Во-первых, несмотря на огромное количество друзей и знакомых, поэт чувствовал себя одиноким — об этом говорится в начале песни «Про черта» (1966): «У меня запой от одиночества». А во-вторых, из-за многочисленных запретов и издевательств со стороны властей он часто искал забвения в бутылке: «Мы тоже дети страшных лет России — / Безвременье вливало водку в нас» (1979) (последняя строка здесь явно восходит к черновикам «Моего Гамлета»: «Век влил в меня подобие эрзаца»; АР-12-10).
Поэтому «Мишка пьет проклятую, — / Говорит, что за графу / Не пустили пятую». В несколько иной тональности этот мотив реализован в стихотворении «Жил-был один чудак…» (1973): «Другой бы, может, и запил, / А он махнул рукой: / “Что я, когда и Пушкин был / Всю жизнь невыездной!”».
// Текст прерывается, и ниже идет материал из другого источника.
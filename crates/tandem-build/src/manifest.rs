//! Output manifest: the published mapping from bundle names to emitted files.
//!
//! Consumers (the runtime loader, the dev server) must never observe a
//! mixed-generation manifest, so publishing swaps the whole mapping in one
//! step: in memory via an `Arc` swap under a write lock, on disk via a
//! temp-file rename.

use crate::error::{BuildError, Result};
use parking_lot::RwLock;
use serde::{Deserialize, Serialize};
use std::collections::BTreeMap;
use std::path::{Path, PathBuf};
use std::sync::Arc;

/// Manifest file name inside the output directory.
pub const MANIFEST_FILE: &str = "manifest.json";

/// One emitted file with its content hash.
#[derive(Debug, Clone, PartialEq, Eq, Serialize, Deserialize)]
pub struct ManifestFile {
    /// Path relative to the output directory, `/`-separated
    pub path: String,
    /// Hex blake3 hash of the file contents
    pub hash: String,
}

/// Files belonging to one logical bundle.
#[derive(Debug, Clone, PartialEq, Eq, Serialize, Deserialize)]
#[serde(rename_all = "camelCase")]
pub struct ManifestEntry {
    /// Logical bundle name (target id, `ui`, or `static`)
    pub bundle_name: String,
    /// Loading contract: `module`, `global`, or `static`
    pub format: String,
    /// Emitted files in deterministic (path-sorted) order
    pub files: Vec<ManifestFile>,
}

/// The full published mapping. Keys are bundle names, unique by
/// construction; `BTreeMap` keeps serialization byte-stable across runs.
#[derive(Debug, Clone, Default, PartialEq, Eq, Serialize, Deserialize)]
pub struct OutputManifest {
    entries: BTreeMap<String, ManifestEntry>,
}

impl OutputManifest {
    /// Empty manifest.
    pub fn new() -> Self {
        Self::default()
    }

    /// Build a manifest from entries. Later entries with the same bundle
    /// name supersede earlier ones.
    pub fn from_entries(entries: impl IntoIterator<Item = ManifestEntry>) -> Self {
        let mut manifest = Self::new();
        for entry in entries {
            manifest.insert(entry);
        }
        manifest
    }

    /// Insert or replace one bundle's entry.
    pub fn insert(&mut self, entry: ManifestEntry) {
        self.entries.insert(entry.bundle_name.clone(), entry);
    }

    /// Look up a bundle by name.
    pub fn lookup(&self, bundle_name: &str) -> Option<&ManifestEntry> {
        self.entries.get(bundle_name)
    }

    /// Iterate entries in bundle-name order.
    pub fn iter(&self) -> impl Iterator<Item = &ManifestEntry> {
        self.entries.values()
    }

    /// Number of bundles.
    pub fn len(&self) -> usize {
        self.entries.len()
    }

    /// Whether the manifest has no bundles.
    pub fn is_empty(&self) -> bool {
        self.entries.is_empty()
    }

    /// Serialize to the stable on-disk JSON form.
    pub fn to_json(&self) -> Result<String> {
        Ok(serde_json::to_string_pretty(&self.entries)?)
    }
}

/// Content hash of a byte slice, full hex.
pub fn content_hash(bytes: &[u8]) -> String {
    blake3::hash(bytes).to_hex().to_string()
}

/// Short content hash used for hashed filenames.
pub fn short_hash(bytes: &[u8]) -> String {
    content_hash(bytes)[..8].to_string()
}

/// Build a manifest entry from emitted files.
///
/// Paths are recorded relative to `out_dir`; files are read to compute the
/// content hash.
pub fn entry_from_files(
    bundle_name: &str,
    format: &str,
    out_dir: &Path,
    files: &[PathBuf],
) -> Result<ManifestEntry> {
    let mut manifest_files = Vec::with_capacity(files.len());
    for file in files {
        let bytes = std::fs::read(file)?;
        let rel = file.strip_prefix(out_dir).unwrap_or(file);
        manifest_files.push(ManifestFile {
            path: rel
                .components()
                .map(|c| c.as_os_str().to_string_lossy())
                .collect::<Vec<_>>()
                .join("/"),
            hash: content_hash(&bytes),
        });
    }
    manifest_files.sort_by(|a, b| a.path.cmp(&b.path));
    Ok(ManifestEntry {
        bundle_name: bundle_name.to_string(),
        format: format.to_string(),
        files: manifest_files,
    })
}

/// Holder of the currently published manifest.
///
/// The in-memory view and the on-disk `manifest.json` are updated together
/// by [`ManifestStore::publish`]; readers take cheap `Arc` snapshots and are
/// never exposed to a half-written state.
pub struct ManifestStore {
    current: RwLock<Arc<OutputManifest>>,
    path: PathBuf,
}

impl ManifestStore {
    /// Create a store persisting to `<out_dir>/manifest.json`.
    pub fn new(out_dir: &Path) -> Self {
        Self {
            current: RwLock::new(Arc::new(OutputManifest::new())),
            path: out_dir.join(MANIFEST_FILE),
        }
    }

    /// Atomically publish a new manifest generation.
    ///
    /// Writes the serialized form to a temp file in the same directory and
    /// renames it over the old one, then swaps the in-memory snapshot. A
    /// failed disk write leaves the previous generation visible.
    pub fn publish(&self, manifest: OutputManifest) -> Result<Arc<OutputManifest>> {
        let json = manifest.to_json()?;

        let tmp_path = self.path.with_extension("json.tmp");
        let write = || -> std::io::Result<()> {
            if let Some(parent) = self.path.parent() {
                std::fs::create_dir_all(parent)?;
            }
            std::fs::write(&tmp_path, &json)?;
            std::fs::rename(&tmp_path, &self.path)
        };
        write().map_err(|source| BuildError::ManifestWrite {
            path: self.path.clone(),
            source,
        })?;

        let published = Arc::new(manifest);
        *self.current.write() = Arc::clone(&published);
        tracing::debug!(bundles = published.len(), path = %self.path.display(), "published manifest");
        Ok(published)
    }

    /// Snapshot of the currently published manifest.
    pub fn snapshot(&self) -> Arc<OutputManifest> {
        Arc::clone(&self.current.read())
    }

    /// On-disk manifest path.
    pub fn path(&self) -> &Path {
        &self.path
    }
}

#[cfg(test)]
mod tests {
    use super::*;
    use pretty_assertions::assert_eq;

    fn entry(name: &str, path: &str, hash: &str) -> ManifestEntry {
        ManifestEntry {
            bundle_name: name.to_string(),
            format: "module".to_string(),
            files: vec![ManifestFile {
                path: path.to_string(),
                hash: hash.to_string(),
            }],
        }
    }

    #[test]
    fn test_lookup() {
        let manifest = OutputManifest::from_entries(vec![entry("app", "app/app.wasm", "h1")]);
        assert!(manifest.lookup("app").is_some());
        assert!(manifest.lookup("worker").is_none());
    }

    #[test]
    fn test_serialization_is_stable() {
        let a = OutputManifest::from_entries(vec![
            entry("worker", "worker/worker.wasm", "h2"),
            entry("app", "app/app.wasm", "h1"),
        ]);
        let b = OutputManifest::from_entries(vec![
            entry("app", "app/app.wasm", "h1"),
            entry("worker", "worker/worker.wasm", "h2"),
        ]);
        // Insertion order must not leak into the serialized form
        assert_eq!(a.to_json().unwrap(), b.to_json().unwrap());
    }

    #[test]
    fn test_entry_from_files_relative_sorted() {
        let tmp = tempfile::tempdir().unwrap();
        let pkg = tmp.path().join("app");
        std::fs::create_dir(&pkg).unwrap();
        std::fs::write(pkg.join("b.js"), "js").unwrap();
        std::fs::write(pkg.join("a.wasm"), "wasm").unwrap();

        let entry = entry_from_files(
            "app",
            "module",
            tmp.path(),
            &[pkg.join("b.js"), pkg.join("a.wasm")],
        )
        .unwrap();
        assert_eq!(entry.files.len(), 2);
        assert_eq!(entry.files[0].path, "app/a.wasm");
        assert_eq!(entry.files[1].path, "app/b.js");
        assert_eq!(entry.files[0].hash, content_hash(b"wasm"));
    }

    #[test]
    fn test_publish_swaps_whole_mapping() {
        let tmp = tempfile::tempdir().unwrap();
        let store = ManifestStore::new(tmp.path());

        store
            .publish(OutputManifest::from_entries(vec![
                entry("app", "app/app.wasm", "h1"),
                entry("worker", "worker/worker.wasm", "h2"),
            ]))
            .unwrap();
        assert_eq!(store.snapshot().len(), 2);

        // Second generation drops `worker`; readers must never see a mix
        store
            .publish(OutputManifest::from_entries(vec![entry(
                "app",
                "app/app.wasm",
                "h3",
            )]))
            .unwrap();
        let snapshot = store.snapshot();
        assert_eq!(snapshot.len(), 1);
        assert_eq!(snapshot.lookup("app").unwrap().files[0].hash, "h3");

        // Disk matches memory
        let on_disk = std::fs::read_to_string(store.path()).unwrap();
        assert!(on_disk.contains("h3"));
        assert!(!on_disk.contains("worker"));
    }

    #[test]
    fn test_short_hash_is_prefix() {
        let full = content_hash(b"data");
        assert!(full.starts_with(&short_hash(b"data")));
        assert_eq!(short_hash(b"data").len(), 8);
    }
}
Кстати, сам Высоцкий тоже связывал свои запои с цензурными запретами и давлением властей. Приведем фрагмент его беседы с запорожским фотографом Вячеславом Тарасенко в 1976 году: «“А сколько у тебя уже грамзаписей?” — “А, ерунда. В Союзе четыре пластинки, не считая ‘Вертикали’, гибкой. Хотел сделать в Париже в одной коммерческой коммунистической фирме, которая сотрудничает с Союзом, двадцать две вещи подготовил. А ‘контролеры’ говорят: никогда и нигде… Я их уже подготовил, а они зарубили…”. — “При такой напряженной жизни как ты отдыхаешь, от чего получаешь разрядку?”. — “Никогда не отдыхаю, но иногда пью — редко, но до упора”»[2802].